What the exercise asks: Scan the material for the string "broadcast" and copy out every line in which it occurs.

# # # # # # #

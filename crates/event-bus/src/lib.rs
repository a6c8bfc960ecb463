#![allow(dead_code)]

use std::sync::Arc;

use async_trait::async_trait;
use tokio::sync::{broadcast, mpsc};

use webagent_core_types::CoreError;

/// Trait implemented by payload types that can be carried on the bus.
pub trait Event: Clone + Send + Sync + std::fmt::Debug + 'static {}

impl<T> Event for T where T: Clone + Send + Sync + std::fmt::Debug + 'static {}

#[async_trait]
pub trait EventBus<E>: Send + Sync
where
    E: Event,
{
    async fn publish(&self, event: E) -> Result<(), CoreError>;
    fn subscribe(&self) -> broadcast::Receiver<E>;
}

/// Simple in-memory bus suitable for unit tests and early integration.
pub struct InMemoryBus<E>
where
    E: Event,
{
    sender: broadcast::Sender<E>,
}

impl<E> InMemoryBus<E>
where
    E: Event,
{
    pub fn new(capacity: usize) -> Arc<Self> {
        let (sender, _) = broadcast::channel(capacity.max(1));
        Arc::new(Self { sender })
    }
}

#[async_trait]
impl<E> EventBus<E> for InMemoryBus<E>
where
    E: Event,
{
    async fn publish(&self, event: E) -> Result<(), CoreError> {
        self.sender
            .send(event)
            .map(|_| ())
            .map_err(|err| CoreError::new(err.to_string()))
    }

    fn subscribe(&self) -> broadcast::Receiver<E> {
        self.sender.subscribe()
    }
}

/// Helper to materialise an mpsc receiver from the bus subscription
/// so callers can await events without handling broadcast semantics directly.
pub fn to_mpsc<E>(bus: Arc<InMemoryBus<E>>, capacity: usize) -> mpsc::Receiver<E>
where
    E: Event,
{
    let mut rx = bus.subscribe();
    let (tx, out_rx) = mpsc::channel(capacity.max(1));
    tokio::spawn(async move {
        while let Ok(ev) = rx.recv().await {
            if tx.send(ev).await.is_err() {
                break;
            }
        }
    });
    out_rx
}
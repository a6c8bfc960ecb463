//! §6.4 Memory-ingest capability (optional). Used only by `scrape_to_memory`;
//! if absent, the operation fails with `missing_capability`.

use async_trait::async_trait;
use thiserror::Error;

#[derive(Debug, Error, Clone)]
pub enum MemoryIngestError {
    #[error("ingest failed: {0}")]
    Failed(String),
}

#[async_trait]
pub trait MemoryIngest: Send + Sync {
    async fn ingest_current_page(&self, url: &str, conversation_id: &str) -> Result<(), MemoryIngestError>;
}
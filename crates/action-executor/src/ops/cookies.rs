//! §4.3 `get_cookies` / `set_cookies`.

use webagent_core_types::{Cookie, Step};

use crate::errors::ExecutorError;
use crate::ops::OpContext;

pub async fn get_cookies(ctx: &OpContext, step: &Step) -> Result<String, ExecutorError> {
    let cookies = ctx
        .browser
        .cookies()
        .await
        .map_err(|e| ExecutorError::BrowserError(e.to_string()))?;

    let pattern = step.value.trim();
    let matched: Vec<&Cookie> = if pattern.is_empty() {
        cookies.iter().collect()
    } else {
        cookies.iter().filter(|c| glob_match(pattern, &c.name)).collect()
    };

    let json = serde_json::to_string(
        &matched
            .iter()
            .map(|c| serde_json::json!({"name": c.name, "value": c.value, "domain": c.domain, "path": c.path}))
            .collect::<Vec<_>>(),
    )
    .map_err(|e| ExecutorError::BadArgument(e.to_string()))?;

    Ok(json)
}

pub async fn set_cookies(ctx: &OpContext, step: &Step) -> Result<String, ExecutorError> {
    if step.value.trim().is_empty() {
        return Err(ExecutorError::BadArgument("set_cookies requires cookie data in value".into()));
    }

    let current_url = ctx
        .browser
        .current_url()
        .await
        .map_err(|e| ExecutorError::BrowserError(e.to_string()))?;
    let default_domain = default_domain_from_url(&current_url);

    let cookies = parse_cookies(&step.value, &default_domain)?;
    if cookies.is_empty() {
        return Err(ExecutorError::BadArgument("no cookies parsed from value".into()));
    }

    ctx.browser
        .add_cookies(&cookies)
        .await
        .map_err(|e| ExecutorError::BrowserError(e.to_string()))?;

    Ok(format!("set {} cookie(s)", cookies.len()))
}

fn default_domain_from_url(url: &str) -> String {
    url::Url::parse(url)
        .ok()
        .and_then(|u| u.host_str().map(|h| format!(".{h}")))
        .unwrap_or_default()
}

/// Accepts a JSON object, a JSON array of objects, or a semicolon-delimited
/// `name=value` list (§4.3).
fn parse_cookies(value: &str, default_domain: &str) -> Result<Vec<Cookie>, ExecutorError> {
    let trimmed = value.trim();
    if trimmed.starts_with('[') || trimmed.starts_with('{') {
        let json: serde_json::Value =
            serde_json::from_str(trimmed).map_err(|e| ExecutorError::BadArgument(format!("invalid cookie JSON: {e}")))?;
        let entries: Vec<serde_json::Value> = match json {
            serde_json::Value::Array(items) => items,
            obj @ serde_json::Value::Object(_) => vec![obj],
            _ => return Err(ExecutorError::BadArgument("cookie JSON must be an object or array".into())),
        };
        entries
            .into_iter()
            .map(|entry| cookie_from_json(&entry, default_domain))
            .collect()
    } else {
        Ok(trimmed
            .split(';')
            .filter_map(|pair| pair.trim().split_once('='))
            .map(|(name, value)| Cookie {
                name: name.trim().to_string(),
                value: value.trim().to_string(),
                domain: default_domain.to_string(),
                path: "/".to_string(),
            })
            .collect())
    }
}

fn cookie_from_json(entry: &serde_json::Value, default_domain: &str) -> Result<Cookie, ExecutorError> {
    let name = entry
        .get("name")
        .and_then(|v| v.as_str())
        .ok_or_else(|| ExecutorError::BadArgument("cookie entry missing 'name'".into()))?
        .to_string();
    let value = entry
        .get("value")
        .and_then(|v| v.as_str())
        .ok_or_else(|| ExecutorError::BadArgument("cookie entry missing 'value'".into()))?
        .to_string();
    let domain = entry
        .get("domain")
        .and_then(|v| v.as_str())
        .unwrap_or(default_domain)
        .to_string();
    let path = entry.get("path").and_then(|v| v.as_str()).unwrap_or("/").to_string();
    Ok(Cookie { name, value, domain, path })
}

/// Minimal `*`-only glob matcher (cookie-name filters don't need more).
fn glob_match(pattern: &str, candidate: &str) -> bool {
    if !pattern.contains('*') {
        return pattern == candidate;
    }
    let parts: Vec<&str> = pattern.split('*').collect();
    let mut rest = candidate;
    for (i, part) in parts.iter().enumerate() {
        if part.is_empty() {
            continue;
        }
        if i == 0 {
            if !rest.starts_with(part) {
                return false;
            }
            rest = &rest[part.len()..];
        } else if i == parts.len() - 1 {
            return rest.ends_with(part);
        } else if let Some(pos) = rest.find(part) {
            rest = &rest[pos + part.len()..];
        } else {
            return false;
        }
    }
    true
}

#[cfg(test)]
mod tests {
    use super::*;

    #[test]
    fn glob_matches_prefix_wildcard() {
        assert!(glob_match("session*", "session_id"));
        assert!(!glob_match("session*", "other"));
    }

    #[test]
    fn glob_matches_exact_when_no_wildcard() {
        assert!(glob_match("sid", "sid"));
        assert!(!glob_match("sid", "sidx"));
    }

    #[test]
    fn parses_semicolon_list() {
        let cookies = parse_cookies("a=1; b=2", ".example.test").unwrap();
        assert_eq!(cookies.len(), 2);
        assert_eq!(cookies[0].name, "a");
        assert_eq!(cookies[0].domain, ".example.test");
    }

    #[test]
    fn parses_json_array() {
        let cookies = parse_cookies(
            r#"[{"name":"sid","value":"abc","domain":".x.test","path":"/"}]"#,
            ".ignored.test",
        )
        .unwrap();
        assert_eq!(cookies.len(), 1);
        assert_eq!(cookies[0].domain, ".x.test");
    }

    #[test]
    fn default_domain_uses_host() {
        assert_eq!(default_domain_from_url("https://example.test/path"), ".example.test");
    }
}
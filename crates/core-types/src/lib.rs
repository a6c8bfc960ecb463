#![allow(dead_code)]

//! Shared identifiers, the §3 data model, and the §6 capability contracts.
//!
//! This crate is the leaf of the workspace: `page-observer`, `action-executor`
//! and `planner` all depend on it but never on each other.

pub mod capabilities;
pub mod ids;
pub mod model;

pub use capabilities::*;
pub use ids::*;
pub use model::*;

use thiserror::Error;

/// Catch-all error used only at glue points that don't own a richer enum.
#[derive(Debug, Error, Clone)]
pub enum CoreError {
    #[error("{message}")]
    Message { message: String },
}

impl CoreError {
    pub fn new(message: impl Into<String>) -> Self {
        Self::Message {
            message: message.into(),
        }
    }
}
//! §4.3/§7 executor error taxonomy, grounded in the teacher's
//! `action-primitives::errors::ActionError` (clonable thiserror enum with an
//! `is_retryable`/`severity` pair).

use thiserror::Error;

#[derive(Debug, Error, Clone)]
pub enum ExecutorError {
    #[error("operation timed out: {0}")]
    Timeout(String),
    #[error("element not found: {0}")]
    NotFound(String),
    #[error("element not enabled: {0}")]
    NotEnabled(String),
    #[error("assertion mismatch: {0}")]
    AssertionMismatch(String),
    #[error("missing capability: {0}")]
    MissingCapability(String),
    #[error("bad argument: {0}")]
    BadArgument(String),
    #[error("browser error: {0}")]
    BrowserError(String),
}

impl ExecutorError {
    pub fn is_retryable(&self) -> bool {
        matches!(
            self,
            ExecutorError::Timeout(_) | ExecutorError::NotFound(_) | ExecutorError::BrowserError(_)
        )
    }

    /// 0 = low, 3 = critical.
    pub fn severity(&self) -> u8 {
        match self {
            ExecutorError::BrowserError(_) => 2,
            ExecutorError::Timeout(_) | ExecutorError::NotFound(_) | ExecutorError::NotEnabled(_) => 1,
            ExecutorError::AssertionMismatch(_) | ExecutorError::MissingCapability(_) | ExecutorError::BadArgument(_) => 0,
        }
    }
}
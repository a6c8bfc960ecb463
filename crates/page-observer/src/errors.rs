use thiserror::Error;

/// §4.2: "If all extraction paths fail: return an error that the engine
/// treats as fatal."
#[derive(Debug, Error, Clone)]
pub enum ObserveError {
    #[error("failed to read page content: {0}")]
    ContentUnavailable(String),
    #[error("content extraction timed out after {0:?}")]
    Timeout(std::time::Duration),
    #[error("browser is closed")]
    BrowserClosed,
}
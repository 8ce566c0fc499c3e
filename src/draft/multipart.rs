//! Multipart reader for signature image uploads.
//!
//! The limits are enforced while the payload streams in, so an oversized or
//! non-image upload is rejected before any request is made to the store.

use actix_multipart::Multipart;
use actix_web::HttpResponse;
use futures_util::StreamExt;
use thiserror::Error;

use crate::ErrorResponse;

/// Upload limit for signature images, matching the form's client-side rule.
pub const MAX_SIGNATURE_BYTES: usize = 2 * 1024 * 1024;

/// A fully buffered signature image ready to forward to the store.
#[derive(Debug)]
pub struct SignatureFile {
    pub data: Vec<u8>,
    pub filename: String,
    pub content_type: String,
}

#[derive(Debug, Error)]
pub enum SignatureUploadError {
    #[error("Multipart field error: {0}")]
    Field(String),
    #[error("No file field found in multipart payload")]
    MissingFile,
    #[error("Please upload an image file")]
    NotAnImage,
    #[error("File size must be less than 2MB")]
    TooLarge,
}

impl From<SignatureUploadError> for HttpResponse {
    fn from(error: SignatureUploadError) -> Self {
        match error {
            SignatureUploadError::MissingFile
            | SignatureUploadError::NotAnImage
            | SignatureUploadError::TooLarge => {
                HttpResponse::BadRequest().json(ErrorResponse::bad_request(&error.to_string()))
            }
            SignatureUploadError::Field(_) => HttpResponse::InternalServerError()
                .json(ErrorResponse::internal_error(&error.to_string())),
        }
    }
}

/// Read the `file` field from a multipart payload, rejecting anything whose
/// declared type is not an image or whose size exceeds the limit.
pub async fn read_signature_file(
    mut payload: Multipart,
) -> Result<SignatureFile, SignatureUploadError> {
    while let Some(item) = payload.next().await {
        let mut field = item.map_err(|e| SignatureUploadError::Field(e.to_string()))?;
        let content_disposition = field
            .content_disposition()
            .ok_or_else(|| SignatureUploadError::Field("Content disposition not found".to_string()))?;
        let name = content_disposition
            .get_name()
            .ok_or_else(|| SignatureUploadError::Field("Field name not found".to_string()))?;

        if name != "file" {
            continue;
        }

        let filename = content_disposition
            .get_filename()
            .unwrap_or("signature")
            .to_string();

        // The declared type decides; when the part carries none, fall back
        // to guessing from the filename extension.
        let content_type = match field.content_type() {
            Some(mime) => mime.clone(),
            None => mime_guess::from_path(&filename).first_or_octet_stream(),
        };
        if content_type.type_() != mime_guess::mime::IMAGE {
            return Err(SignatureUploadError::NotAnImage);
        }

        let mut data = Vec::new();
        while let Some(chunk) = field.next().await {
            let chunk = chunk.map_err(|e| SignatureUploadError::Field(e.to_string()))?;
            if data.len() + chunk.len() > MAX_SIGNATURE_BYTES {
                return Err(SignatureUploadError::TooLarge);
            }
            data.extend_from_slice(&chunk);
        }

        return Ok(SignatureFile {
            data,
            filename,
            content_type: content_type.to_string(),
        });
    }

    Err(SignatureUploadError::MissingFile)
}
use async_trait::async_trait;
use chrono::NaiveDate;
use parking_lot::Mutex;
use std::collections::HashMap;
use std::sync::atomic::{AtomicBool, Ordering};
use uuid::Uuid;

use surat_menyurat_gateway::letter::models::{
    Activity, Company, Letter, LetterPayload, LetterType, Signatory,
};
use surat_menyurat_gateway::store::{LetterStore, StoreError};

/// In-memory mock of the external letter store for endpoint tests.
pub struct MockLetterStore {
    pub letters: Mutex<HashMap<Uuid, Letter>>,
    pub companies: Mutex<HashMap<Uuid, Company>>,
    pub pdfs: Mutex<HashMap<Uuid, Vec<u8>>>,
    /// Payloads received by create/update, for asserting what was sent.
    pub received_payloads: Mutex<Vec<LetterPayload>>,
    /// Filenames received by the signature upload endpoint.
    pub uploaded_files: Mutex<Vec<String>>,
    /// When set, every write operation fails with a store error.
    pub reject_writes: AtomicBool,
}

impl MockLetterStore {
    pub fn new() -> Self {
        Self {
            letters: Mutex::new(HashMap::new()),
            companies: Mutex::new(HashMap::new()),
            pdfs: Mutex::new(HashMap::new()),
            received_payloads: Mutex::new(Vec::new()),
            uploaded_files: Mutex::new(Vec::new()),
            reject_writes: AtomicBool::new(false),
        }
    }

    pub fn with_letter(self, letter: Letter) -> Self {
        self.letters.lock().insert(letter.id, letter);
        self
    }

    pub fn with_company(self, company: Company) -> Self {
        if let Some(id) = company.id {
            self.companies.lock().insert(id, company);
        }
        self
    }

    fn write_error(&self) -> Option<StoreError> {
        if self.reject_writes.load(Ordering::SeqCst) {
            Some(StoreError::Status(
                reqwest::StatusCode::INTERNAL_SERVER_ERROR,
            ))
        } else {
            None
        }
    }
}

#[async_trait]
impl LetterStore for MockLetterStore {
    async fn list_companies(&self) -> Result<Vec<Company>, StoreError> {
        Ok(self.companies.lock().values().cloned().collect())
    }

    async fn get_company(&self, id: Uuid) -> Result<Company, StoreError> {
        self.companies
            .lock()
            .get(&id)
            .cloned()
            .ok_or(StoreError::NotFound)
    }

    async fn list_letters(&self) -> Result<Vec<Letter>, StoreError> {
        Ok(self.letters.lock().values().cloned().collect())
    }

    async fn get_letter(&self, id: Uuid) -> Result<Letter, StoreError> {
        self.letters
            .lock()
            .get(&id)
            .cloned()
            .ok_or(StoreError::NotFound)
    }

    async fn create_letter(&self, payload: &LetterPayload) -> Result<Letter, StoreError> {
        if let Some(e) = self.write_error() {
            return Err(e);
        }
        self.received_payloads.lock().push(payload.clone());
        let letter = letter_from_payload(Uuid::new_v4(), payload.clone());
        self.letters.lock().insert(letter.id, letter.clone());
        Ok(letter)
    }

    async fn update_letter(
        &self,
        id: Uuid,
        payload: &LetterPayload,
    ) -> Result<Letter, StoreError> {
        if let Some(e) = self.write_error() {
            return Err(e);
        }
        if !self.letters.lock().contains_key(&id) {
            return Err(StoreError::NotFound);
        }
        self.received_payloads.lock().push(payload.clone());
        let letter = letter_from_payload(id, payload.clone());
        self.letters.lock().insert(id, letter.clone());
        Ok(letter)
    }

    async fn delete_letter(&self, id: Uuid) -> Result<(), StoreError> {
        if let Some(e) = self.write_error() {
            return Err(e);
        }
        if self.letters.lock().remove(&id).is_some() {
            Ok(())
        } else {
            Err(StoreError::NotFound)
        }
    }

    async fn download_pdf(&self, id: Uuid) -> Result<Vec<u8>, StoreError> {
        self.pdfs
            .lock()
            .get(&id)
            .cloned()
            .ok_or(StoreError::NotFound)
    }

    async fn upload_signature(
        &self,
        _data: Vec<u8>,
        filename: String,
        _content_type: String,
    ) -> Result<String, StoreError> {
        if let Some(e) = self.write_error() {
            return Err(e);
        }
        self.uploaded_files.lock().push(filename);
        Ok("data:image/png;base64,dGVzdA==".to_string())
    }
}

pub fn letter_from_payload(id: Uuid, payload: LetterPayload) -> Letter {
    Letter {
        id,
        letter_number: payload.letter_number,
        company_id: payload.company_id,
        date: payload.date,
        subject: payload.subject,
        letter_type: payload.letter_type,
        recipient_name: payload.recipient_name,
        recipient_position: payload.recipient_position,
        recipient_address: payload.recipient_address,
        content: payload.content,
        attachments_count: payload.attachments_count,
        cc_list: payload.cc_list,
        signatories: payload.signatories,
        activities: payload.activities,
    }
}

pub fn sample_company(id: Uuid) -> Company {
    Company {
        id: Some(id),
        name: "PT Maju Bersama".to_string(),
        address: "Jl. Sudirman No. 10, Jakarta".to_string(),
        phone: "+62-21-5551234".to_string(),
        email: "info@majubersama.co.id".to_string(),
        motto: Some("Maju Bersama, Tumbuh Bersama".to_string()),
        website: Some("https://majubersama.co.id".to_string()),
        logo: None,
    }
}

pub fn sample_letter(id: Uuid, company_id: Uuid) -> Letter {
    Letter {
        id,
        letter_number: "001/SMG/X/2025".to_string(),
        company_id,
        date: NaiveDate::from_ymd_opt(2025, 10, 1).unwrap(),
        subject: "Penawaran Kerjasama Teknologi Informasi".to_string(),
        letter_type: LetterType::Cooperation,
        recipient_name: "Bapak Direktur PT Mitra Sejahtera".to_string(),
        recipient_position: Some("Direktur Utama".to_string()),
        recipient_address: Some("Jl. Gatot Subroto No. 5\nJakarta Selatan".to_string()),
        content: "Paragraf pertama surat ini.\n\nParagraf kedua surat ini.".to_string(),
        attachments_count: 3,
        cc_list: "Manager A\n\nManager B".to_string(),
        signatories: vec![
            Signatory {
                name: "Budi Santoso".to_string(),
                position: "Direktur Utama".to_string(),
                signature_image: Some("data:image/png;base64,c2ln".to_string()),
            },
            Signatory {
                name: "Siti Rahayu".to_string(),
                position: "Manager Operasional".to_string(),
                signature_image: None,
            },
        ],
        activities: vec![Activity {
            no: 1,
            kegiatan: "Instalasi jaringan".to_string(),
            jumlah: "2".to_string(),
            satuan: "titik".to_string(),
            hasil: "Selesai".to_string(),
            keterangan: String::new(),
        }],
    }
}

# # # # # # #

Task result:
use tokio::sync::{broadcast, mpsc};
    fn subscribe(&self) -> broadcast::Receiver<E>;
    sender: broadcast::Sender<E>,
        let (sender, _) = broadcast::channel(capacity.max(1));
    fn subscribe(&self) -> broadcast::Receiver<E> {
/// so callers can await events without handling broadcast semantics directly.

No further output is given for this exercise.